Depuis quelques semaines, même son physique a changé. Il a troqué ses lunettes d’universitaire pour des montures branchées en aluminium. La mèche de cheveux, d’habitude impeccablement plaquée, s’est allongée. Surtout sa parole s’est affranchie de toutes règles hiérarchiques. Que s’est-il passé ?

La métamorphose remonte à l’année 2004. Bruno Gollnisch, numéro deux du Front national et professeur à l’université Lyon-III, tient des propos publics révisionnistes sur la Shoah. La direction de Lyon-III hésite, tergiverse sur les sanctions à prendre.
Alain Morvan prend la tête d’un combat qu’il ne lâchera plus contre le négationnisme et l’extrême droite qui gangrène l’université lyonnaise depuis vingt ans. Il prévient Guy Lavorel, le président de l’université, que s’il n’agit pas "contre ces finasseries cousues de fil brun", il se substituera à lui.
Quelques semaines plus tard, le recteur de Lyon choisit définitivement son camp : il témoigne devant la 17e chambre correctionnelle de Paris en faveur de Marc Jampy, le président de l’association Hippocampe, fer de lance de la lutte contre le négationnisme, accusé de diffamation envers un ancien directeur de l’université.

Sa hiérarchie lui indiquera, assure-t-il, qu’il n’a pas "vocation à jouer les Don Quichotte". Malgré les avertissements, il poursuit sa bataille contre ceux qu’il nomme "les affairistes de Lyon-III", plusieurs anciens dirigeants de l’université accusés de malversations. "J’ai mené une opération "Mains propres"", se félicite-t-il.

Jugées courageuses, ses prises de position lui valent le soutien des étudiants et des associations antiracistes, et lui assurent une place de choix dans les médias. Le recteur prend goût à ce rôle d’aiguillon. Mais l’affaire Al Kindi, du nom de cet établissement scolaire musulman qui a fini par ouvrir à Décines, souligne les limites de sa posture.

Sous couvert d’hygiène publique et de sécurité, le recteur de Lyon, qui instruit le dossier technique de l’affaire, s’opposera par trois fois à l’ouverture du collège-lycée.

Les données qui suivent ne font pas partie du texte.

use serde_json::json;

pub struct CliLogger {
    json: bool,
    no_color: bool,
}

impl CliLogger {
    pub fn new(json: bool, no_color: bool) -> Self {
        Self { json, no_color }
    }

    /// Reports go to stdout untouched so they can be piped or redirected.
    pub fn print_report(&self, report: &str) {
        println!("{}", report.trim_end());
    }

    pub fn print_error(&self, code: &str, msg: &str) {
        if self.json {
            let out = json!({
                "status": "error",
                "code": code,
                "message": msg,
            });
            println!("{out}");
            return;
        }
        eprintln!("{} {msg} {}", self.style("error", "31;1"), self.style(&format!("[{code}]"), "90"));
    }

    pub fn print_warning(&self, msg: &str) {
        if self.json {
            let out = json!({
                "status": "warning",
                "code": "warning",
                "message": msg,
            });
            eprintln!("{out}");
            return;
        }
        eprintln!("{} {msg}", self.style("warn", "33;1"));
    }

    fn style(&self, text: &str, ansi: &str) -> String {
        if self.no_color {
            return text.to_string();
        }
        format!("\x1b[{ansi}m{text}\x1b[0m")
    }
}
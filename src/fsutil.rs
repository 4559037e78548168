//! Glob expansion for profile series.

use globset::{GlobBuilder, GlobSet, GlobSetBuilder};

use std::path::{Path, PathBuf};

use walkdir::{DirEntry, WalkDir};

use crate::{LensError, LensResult};

const PROFILE_EXTENSION: &str = "json";

/// JSON profiles under `root` whose root-relative path matches any of
/// `patterns`, in path order. `*` stays within one directory level; `**`
/// crosses levels. Hidden directories are not searched.
pub fn find_profile_files(root: &Path, patterns: &[String]) -> LensResult<Vec<PathBuf>> {
    let set = profile_globset(patterns)?;
    let walker = WalkDir::new(root)
        .follow_links(false)
        .sort_by_file_name()
        .into_iter()
        .filter_entry(|e| e.depth() == 0 || !is_hidden_dir(e));

    let mut out = Vec::new();
    for entry in walker {
        let entry = entry.map_err(walk_error)?;
        let path = entry.path();
        if !entry.file_type().is_file() || path.extension().is_none_or(|ext| ext != PROFILE_EXTENSION) {
            continue;
        }
        let rel = path.strip_prefix(root).unwrap_or(path);
        if set.is_match(rel) {
            out.push(path.to_path_buf());
        }
    }
    out.sort();
    Ok(out)
}

fn is_hidden_dir(entry: &DirEntry) -> bool {
    entry.file_type().is_dir() && entry.file_name().to_string_lossy().starts_with('.')
}

fn walk_error(err: walkdir::Error) -> LensError {
    let msg = err.to_string();
    LensError::Io(err.into_io_error().unwrap_or_else(|| std::io::Error::other(msg)))
}

fn profile_globset(patterns: &[String]) -> LensResult<GlobSet> {
    let mut builder = GlobSetBuilder::new();
    for pattern in patterns {
        let glob = GlobBuilder::new(pattern.trim_start_matches("./"))
            .literal_separator(true)
            .build()
            .map_err(|e| LensError::InvalidArgument(format!("invalid glob {pattern:?}: {e}")))?;
        builder.add(glob);
    }
    builder
        .build()
        .map_err(|e| LensError::InvalidArgument(format!("invalid glob set: {e}")))
}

Des musulmans viendront manifester leur colère sous ses fenêtres et réclamer sa démission. "Tentatives d’intimidation" menées par des "intégristes" et des "islamistes", se défend Alain Morvan, qui dénonce "un complot contre la République".

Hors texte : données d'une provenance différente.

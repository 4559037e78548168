//! Report rendering: one computed report, three interchangeable encodings.

mod json;
mod markdown;
mod text;

use serde::{Deserialize, Serialize};

use crate::analyzer::{DiffReport, HotspotReport, LeakReport, SeriesReport};
use crate::{LensResult, ProfileKind};

pub use json::JsonRenderer;
pub use markdown::MarkdownRenderer;
pub use text::TextRenderer;

/// Turns analyzer results into a printable document.
pub trait ReportRenderer {
    fn hotspots(&self, report: &HotspotReport) -> LensResult<String>;
    fn diff(&self, report: &DiffReport) -> LensResult<String>;
    fn series(&self, report: &SeriesReport) -> LensResult<String>;
    fn leaks(&self, report: &LeakReport) -> LensResult<String>;
}

#[derive(Debug, Clone, Copy, Default, PartialEq, Eq, Serialize, Deserialize)]
#[serde(rename_all = "lowercase")]
pub enum OutputFormat {
    #[default]
    Text,
    Markdown,
    Json,
}

impl OutputFormat {
    /// Unrecognized names render as text.
    pub fn from_name(name: &str) -> Self {
        match name.trim().to_ascii_lowercase().as_str() {
            "markdown" | "md" => Self::Markdown,
            "json" => Self::Json,
            _ => Self::Text,
        }
    }

    pub fn as_str(self) -> &'static str {
        match self {
            Self::Text => "text",
            Self::Markdown => "markdown",
            Self::Json => "json",
        }
    }

    pub fn renderer(self) -> &'static dyn ReportRenderer {
        match self {
            Self::Text => &TextRenderer,
            Self::Markdown => &MarkdownRenderer,
            Self::Json => &JsonRenderer,
        }
    }
}

impl std::fmt::Display for OutputFormat {
    fn fmt(&self, f: &mut std::fmt::Formatter<'_>) -> std::fmt::Result {
        f.write_str(self.as_str())
    }
}

impl clap::ValueEnum for OutputFormat {
    fn value_variants<'a>() -> &'a [Self] {
        &[Self::Text, Self::Markdown, Self::Json]
    }

    fn to_possible_value(&self) -> Option<clap::builder::PossibleValue> {
        Some(match self {
            Self::Text => clap::builder::PossibleValue::new("text"),
            Self::Markdown => clap::builder::PossibleValue::new("markdown").alias("md"),
            Self::Json => clap::builder::PossibleValue::new("json"),
        })
    }
}

/// Labels, JSON keys and advisory notes for one profile kind's hotspot report.
pub(crate) struct HotspotVocabulary {
    pub section: &'static str,
    pub total_count_label: &'static str,
    pub total_value_label: &'static str,
    pub count_header: &'static str,
    pub value_header: &'static str,
    pub avg_header: &'static str,
    pub array_key: &'static str,
    pub total_count_key: &'static str,
    pub total_value_key: &'static str,
    pub total_value_fmt_key: &'static str,
    pub count_key: &'static str,
    pub count_pct_key: &'static str,
    pub value_key: &'static str,
    pub value_fmt_key: &'static str,
    pub value_pct_key: &'static str,
    pub avg_key: &'static str,
    pub avg_fmt_key: &'static str,
    pub notes: &'static [&'static str],
}

const CONTENTION_KEYS: HotspotVocabulary = HotspotVocabulary {
    section: "Top Blocking Sites",
    total_count_label: "Total contentions",
    total_value_label: "Total delay",
    count_header: "Contentions",
    value_header: "Delay",
    avg_header: "Avg Delay",
    array_key: "blocks",
    total_count_key: "totalContentions",
    total_value_key: "totalDelayNanos",
    total_value_fmt_key: "totalDelayFormatted",
    count_key: "contentions",
    count_pct_key: "contentionsPct",
    value_key: "delayNanos",
    value_fmt_key: "delayFormatted",
    value_pct_key: "delayPct",
    avg_key: "avgDelayNanos",
    avg_fmt_key: "avgDelayFormatted",
    notes: &[],
};

const BLOCK: HotspotVocabulary = HotspotVocabulary {
    notes: &[
        "Functions with the longest total delay are usually channel operations, network I/O or syscalls.",
        "Many contentions with little delay point at frequent short waits, such as unbuffered channel handoffs.",
        "Buffered channels, timeouts or asynchronous hand-off can reduce blocking.",
        "Check for goroutine leaks that exhaust shared resources.",
    ],
    ..CONTENTION_KEYS
};

const MUTEX: HotspotVocabulary = HotspotVocabulary {
    section: "Top Mutex Contention Points",
    array_key: "contentions",
    notes: &[
        "Functions with the longest total delay are the main lock bottlenecks.",
        "Many contentions with little delay suggest a lock that is taken and released too often.",
        "Finer-grained locks, sync.RWMutex or lock-free structures can reduce contention.",
    ],
    ..CONTENTION_KEYS
};

const CPU: HotspotVocabulary = HotspotVocabulary {
    section: "Top CPU Consumers",
    total_count_label: "Total samples",
    total_value_label: "Total CPU time",
    count_header: "Samples",
    value_header: "CPU Time",
    avg_header: "Per Sample",
    array_key: "functions",
    total_count_key: "totalSamples",
    total_value_key: "totalCpuNanos",
    total_value_fmt_key: "totalCpuFormatted",
    count_key: "samples",
    count_pct_key: "samplesPct",
    value_key: "cpuNanos",
    value_fmt_key: "cpuFormatted",
    value_pct_key: "cpuPct",
    avg_key: "avgCpuNanos",
    avg_fmt_key: "avgCpuFormatted",
    notes: &[
        "Start with the functions holding the largest share of CPU time.",
        "runtime.mallocgc or runtime.gcBgMarkWorker near the top points at allocation pressure.",
    ],
};

const MEMORY_KEYS: HotspotVocabulary = HotspotVocabulary {
    section: "Top In-Use Allocation Sites",
    total_count_label: "Total objects",
    total_value_label: "Total in-use",
    count_header: "Objects",
    value_header: "Bytes",
    avg_header: "Avg Size",
    array_key: "allocations",
    total_count_key: "totalObjects",
    total_value_key: "totalBytes",
    total_value_fmt_key: "totalBytesFormatted",
    count_key: "objects",
    count_pct_key: "objectsPct",
    value_key: "bytes",
    value_fmt_key: "bytesFormatted",
    value_pct_key: "bytesPct",
    avg_key: "avgBytes",
    avg_fmt_key: "avgBytesFormatted",
    notes: &[],
};

const HEAP: HotspotVocabulary = HotspotVocabulary {
    notes: &[
        "Large in-use sites that keep growing between snapshots are leak candidates.",
        "Diff two snapshots to confirm growth before optimizing.",
    ],
    ..MEMORY_KEYS
};

const ALLOCS: HotspotVocabulary = HotspotVocabulary {
    section: "Top Allocation Sites",
    total_value_label: "Total allocated",
    notes: &[
        "High allocation volume raises GC cost even when memory is released promptly.",
        "Reusing buffers (sync.Pool) on hot paths cuts allocation volume.",
    ],
    ..MEMORY_KEYS
};

const GOROUTINE: HotspotVocabulary = HotspotVocabulary {
    section: "Top Goroutine Stacks",
    total_count_label: "Total samples",
    total_value_label: "Total goroutines",
    count_header: "Samples",
    value_header: "Goroutines",
    avg_header: "Avg",
    array_key: "functions",
    total_count_key: "totalSamples",
    total_value_key: "totalGoroutines",
    total_value_fmt_key: "totalGoroutinesFormatted",
    count_key: "samples",
    count_pct_key: "samplesPct",
    value_key: "goroutines",
    value_fmt_key: "goroutinesFormatted",
    value_pct_key: "goroutinesPct",
    avg_key: "avgGoroutines",
    avg_fmt_key: "avgGoroutinesFormatted",
    notes: &[
        "Many goroutines parked in the same function can indicate a leak.",
        "Make sure blocked goroutines can exit through context cancellation or timeouts.",
    ],
};

pub(crate) fn vocabulary(kind: ProfileKind) -> &'static HotspotVocabulary {
    match kind {
        ProfileKind::Block => &BLOCK,
        ProfileKind::Mutex => &MUTEX,
        ProfileKind::Cpu => &CPU,
        ProfileKind::Heap => &HEAP,
        ProfileKind::Allocs => &ALLOCS,
        ProfileKind::Goroutine => &GOROUTINE,
    }
}

pub(crate) fn report_title(kind: ProfileKind) -> String {
    format!("{} Profile Analysis", kind.title())
}

pub(crate) const DIFF_NOTES: &[&str] = &[
    "regressed: the target spends more than the baseline",
    "improved: the target spends less than the baseline",
    "added: only present in the target (counted as +100%)",
    "removed: only present in the baseline",
];

pub(crate) const SERIES_NOTES: &[&str] = &[
    "Sites with high, steady growth across every snapshot are the first leak suspects.",
    "Growth that flattens out usually means a cache or pool reached its working size.",
    "Optimize sites that allocate heavily even when they do not grow.",
];

pub(crate) const LEAK_NOTES: &[&str] = &[
    "Only sites whose in-use bytes grew between the two snapshots are listed.",
    "Take the target snapshot under the same load as the baseline to avoid false positives.",
    "Confirm a suspect with a series of three or more snapshots before fixing it.",
];

#[cfg(test)]
mod tests {
    use super::*;

    #[test]
    fn unknown_format_names_fall_back_to_text() {
        assert_eq!(OutputFormat::from_name("json"), OutputFormat::Json);
        assert_eq!(OutputFormat::from_name("Markdown"), OutputFormat::Markdown);
        assert_eq!(OutputFormat::from_name("md"), OutputFormat::Markdown);
        assert_eq!(OutputFormat::from_name("yaml"), OutputFormat::Text);
        assert_eq!(OutputFormat::from_name(""), OutputFormat::Text);
    }

    #[test]
    fn every_kind_has_notes_and_array_key() {
        for kind in ProfileKind::ALL {
            let vocab = vocabulary(kind);
            assert!(!vocab.notes.is_empty(), "{kind} has no notes");
            assert!(!vocab.array_key.is_empty());
        }
        assert_eq!(vocabulary(ProfileKind::Mutex).array_key, "contentions");
        assert_eq!(vocabulary(ProfileKind::Block).array_key, "blocks");
    }
}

Des syndicalistes enseignants de la FSU du Rhône déplorent depuis longtemps son "autoritarisme". Le syndicat n’aperçoit, dans le projet Al Kindi, "aucun élément" de nature à corroborer des soupçons d’extrémisme. Au nom de la laïcité et des principes républicains pourtant, Alain Morvan continue de pourfendre, dans cette affaire, ces politiques qui encouragent selon lui le communautarisme et "veulent vendre la République à la découpe". Incapable d’engager un dialogue avec les associations musulmanes, il se radicalise. On l’accuse d’islamophobie, il se défend obstinément de "toute attitude antireligieuse".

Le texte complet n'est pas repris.